Pourtant, d’un simple point de vie mathématique ou quantitatif, il est évident que la force est du côté de ceux qui sont soumis puisqu’ils sont les plus nombreux. Ce constat nous amène à supposer, pour reprendre l’expression de La Béotie, que la servitude est volontaire. Cela signifie qu’il faut renverser l’ordre des croyances, en finir avec les excuses, et se demander si cette majorité qui se dit opprimée et asservie par la vie ou les
tyrans, et oubliée par les autres, n’est pas tout simplement une majorité qui refuse de sortir de l’état de minorité’et est ainsi tout autant responsable de sa situation que ceux qui l’oppressent ou la dominent.
Kant, Qu’est ce que les Lumières ?, 1784
« Qu’est-ce que les Lumières ? La sortie de l’homme de sa minorité dont il est lui-même responsable.

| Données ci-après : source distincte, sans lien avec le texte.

use std::sync::Arc;

use model::base_types::OperationalLimits;

use crate::windows::WeatherWindowSet;

/// Window sets already computed in this scheduling session, keyed by their
/// operational limits. Lookup is tolerance-based (a linear scan, no exact
/// keys): limits within the configured absolute per-condition tolerance of a
/// cached entry reuse its windows. Owned by one optimizer instance; there is
/// no shared state across scheduling sessions.
pub struct WindowCache {
    entries: Vec<(OperationalLimits, Arc<WeatherWindowSet>)>,
    tolerance: f64,
}

// static functions:
impl WindowCache {
    pub fn new(tolerance: f64) -> WindowCache {
        WindowCache {
            entries: Vec::new(),
            tolerance,
        }
    }
}

// methods:
impl WindowCache {
    pub fn get(&self, limits: &OperationalLimits) -> Option<Arc<WeatherWindowSet>> {
        self.entries
            .iter()
            .find(|(cached, _)| cached.matches_within(limits, self.tolerance))
            .map(|(_, windows)| windows.clone())
    }

    pub fn insert(&mut self, limits: OperationalLimits, windows: Arc<WeatherWindowSet>) {
        self.entries.push((limits, windows));
    }

    pub fn len(&self) -> usize {
        self.entries.len()
    }

    pub fn is_empty(&self) -> bool {
        self.entries.is_empty()
    }
}

#[cfg(test)]
mod tests {
    use super::*;

    #[test]
    fn lookup_matches_within_the_tolerance() {
        let mut cache = WindowCache::new(0.1);
        let limits = OperationalLimits::new(1.5, 8.0, 15.0, 1.0);
        cache.insert(limits, Arc::new(WeatherWindowSet::default()));

        let close = OperationalLimits::new(1.55, 7.95, 15.05, 1.0);
        assert!(cache.get(&close).is_some());

        let off = OperationalLimits::new(1.5, 8.0, 15.0, 1.5);
        assert!(cache.get(&off).is_none());
        assert_eq!(cache.len(), 1);
    }
}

Minorité, c’est-à-dire incapacité de se servir de son entendement (pouvoir de penser) sans la direction d’autrui,
minorité dont il est lui-même responsable puisque la cause en réside non dans un défaut de l’entendement mais dans un manque de décision et de courage de s’en servir sans la direction d’autrui. Sapere aude ! (Ose penser). Aie le courage de te servir de ton propre entendement. Voilà la devise des Lumières.

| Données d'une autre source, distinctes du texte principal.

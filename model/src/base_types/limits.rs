use std::fmt;

/// Operational limit conditions: the sea-state thresholds below which an
/// operation may proceed. A zero, negative or non-finite entry means that the
/// condition is not limiting.
#[derive(Copy, Clone, PartialEq, Debug, Default)]
pub struct OperationalLimits {
    pub max_hs: f64, // significant wave height [m]
    pub max_tp: f64, // peak wave period [s]
    pub max_ws: f64, // wind speed [m/s]
    pub max_cs: f64, // current speed [m/s]
}

#[derive(Copy, Clone, PartialEq, Eq, Debug)]
pub enum SeaCondition {
    WaveHeight,
    PeakPeriod,
    WindSpeed,
    CurrentSpeed,
}

pub const SEA_CONDITIONS: [SeaCondition; 4] = [
    SeaCondition::WaveHeight,
    SeaCondition::PeakPeriod,
    SeaCondition::WindSpeed,
    SeaCondition::CurrentSpeed,
];

// static functions:
impl OperationalLimits {
    pub const UNLIMITED: OperationalLimits = OperationalLimits {
        max_hs: 0.0,
        max_tp: 0.0,
        max_ws: 0.0,
        max_cs: 0.0,
    };

    pub fn new(max_hs: f64, max_tp: f64, max_ws: f64, max_cs: f64) -> OperationalLimits {
        OperationalLimits {
            max_hs,
            max_tp,
            max_ws,
            max_cs,
        }
    }

    /// combine limits by taking, per condition, the minimum of all strictly
    /// positive finite thresholds. Conditions without any positive threshold
    /// stay unconstrained.
    pub fn most_restrictive<'a>(
        limits: impl Iterator<Item = &'a OperationalLimits>,
    ) -> OperationalLimits {
        let mut combined = OperationalLimits::UNLIMITED;
        for l in limits {
            for condition in SEA_CONDITIONS {
                let threshold = l.threshold(condition);
                if !is_limiting(threshold) {
                    continue;
                }
                let current = combined.threshold_mut(condition);
                if !is_limiting(*current) || threshold < *current {
                    *current = threshold;
                }
            }
        }
        combined
    }
}

// methods:
impl OperationalLimits {
    pub fn threshold(&self, condition: SeaCondition) -> f64 {
        match condition {
            SeaCondition::WaveHeight => self.max_hs,
            SeaCondition::PeakPeriod => self.max_tp,
            SeaCondition::WindSpeed => self.max_ws,
            SeaCondition::CurrentSpeed => self.max_cs,
        }
    }

    fn threshold_mut(&mut self, condition: SeaCondition) -> &mut f64 {
        match condition {
            SeaCondition::WaveHeight => &mut self.max_hs,
            SeaCondition::PeakPeriod => &mut self.max_tp,
            SeaCondition::WindSpeed => &mut self.max_ws,
            SeaCondition::CurrentSpeed => &mut self.max_cs,
        }
    }

    pub fn is_unconstrained(&self) -> bool {
        SEA_CONDITIONS
            .iter()
            .all(|&c| !is_limiting(self.threshold(c)))
    }

    /// absolute per-condition comparison, used by the weather-window cache
    pub fn matches_within(&self, other: &OperationalLimits, tolerance: f64) -> bool {
        SEA_CONDITIONS
            .iter()
            .all(|&c| (self.threshold(c) - other.threshold(c)).abs() <= tolerance)
    }
}

pub fn is_limiting(threshold: f64) -> bool {
    threshold.is_finite() && threshold > 0.0
}

impl fmt::Display for SeaCondition {
    fn fmt(&self, f: &mut fmt::Formatter) -> fmt::Result {
        match self {
            SeaCondition::WaveHeight => write!(f, "Hs"),
            SeaCondition::PeakPeriod => write!(f, "Tp"),
            SeaCondition::WindSpeed => write!(f, "Ws"),
            SeaCondition::CurrentSpeed => write!(f, "Cs"),
        }
    }
}

impl fmt::Display for OperationalLimits {
    fn fmt(&self, f: &mut fmt::Formatter) -> fmt::Result {
        write!(
            f,
            "Hs<{} Tp<{} Ws<{} Cs<{}",
            self.max_hs, self.max_tp, self.max_ws, self.max_cs
        )
    }
}

#[cfg(test)]
mod tests {
    use super::*;

    #[test]
    fn most_restrictive_ignores_non_positive_thresholds() {
        let transit = OperationalLimits::new(2.5, 0.0, 15.0, f64::NAN);
        let towing = OperationalLimits::new(1.5, 8.0, 0.0, 1.0);
        let combined =
            OperationalLimits::most_restrictive([transit, towing].iter());
        assert_eq!(combined, OperationalLimits::new(1.5, 8.0, 15.0, 1.0));
    }

    #[test]
    fn most_restrictive_of_nothing_is_unconstrained() {
        let combined = OperationalLimits::most_restrictive(std::iter::empty());
        assert!(combined.is_unconstrained());
    }

    #[test]
    fn tolerance_matching_is_absolute_per_condition() {
        let a = OperationalLimits::new(1.5, 8.0, 15.0, 1.0);
        let b = OperationalLimits::new(1.55, 7.95, 15.1, 0.9);
        assert!(a.matches_within(&b, 0.1));
        let c = OperationalLimits::new(1.5, 8.0, 15.0, 1.2);
        assert!(!a.matches_within(&c, 0.1));
    }
}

La paresse et la lâcheté sont les causes qui expliquent qu’un si grand nombre d’hommes, après que la nature les a affranchi depuis longtemps d’une (de toute) direction étrangère, reste cependant volontiers, leur vie durant, mineurs, et qu’il soit facile à d’autres de se poser en tuteur des premiers. Il est si aisé d’être mineur I Si j’ai un livre qui me tient lieu d’entendement, un directeur qui me tient lieu de conscience, un médecin qui décide pour moi de mon régime, etc., je n’ai vraiment pas besoin de me donner de peine moi-même. Je n’ai pas besoin de penser pourvu que je puisse payer ; d’autres se chargeront bien de ce travail ennuyeux. Que la grande majorité des hommes tienne aussi pour très dangereux ce pas en avant vers leur majorité, outre que c’est une chose pénible, c’est ce à quoi s’emploient fort bien les tuteurs qui très aimablement (par bonté) ont pris sur eux d’exercer une haute direction sur l’humanité. Après avoir rendu bien sot leur bétail (domestique) et avoir soigneusement pris garde que ces paisibles créatures n’aient pas la permission d’oser faire le moindre pas hors du parc ou ils les ont enfermé. Ils leur montrent les dangers qui les menacent, si elles essayent de s’aventurer seules au dehors. Or, ce danger n’est vraiment pas si grand, car elles apprendraient bien enfin, après quelques chutes, à marcher ; mais un accident de cette sorte rend néanmoins timide, et la frayeur qui en résulte, détourne ordinairement d’en refaire l’essai. Il est donc difficile pour chaque individu séparément de sortir de la minorité qui est presque devenue pour lui, nature. […]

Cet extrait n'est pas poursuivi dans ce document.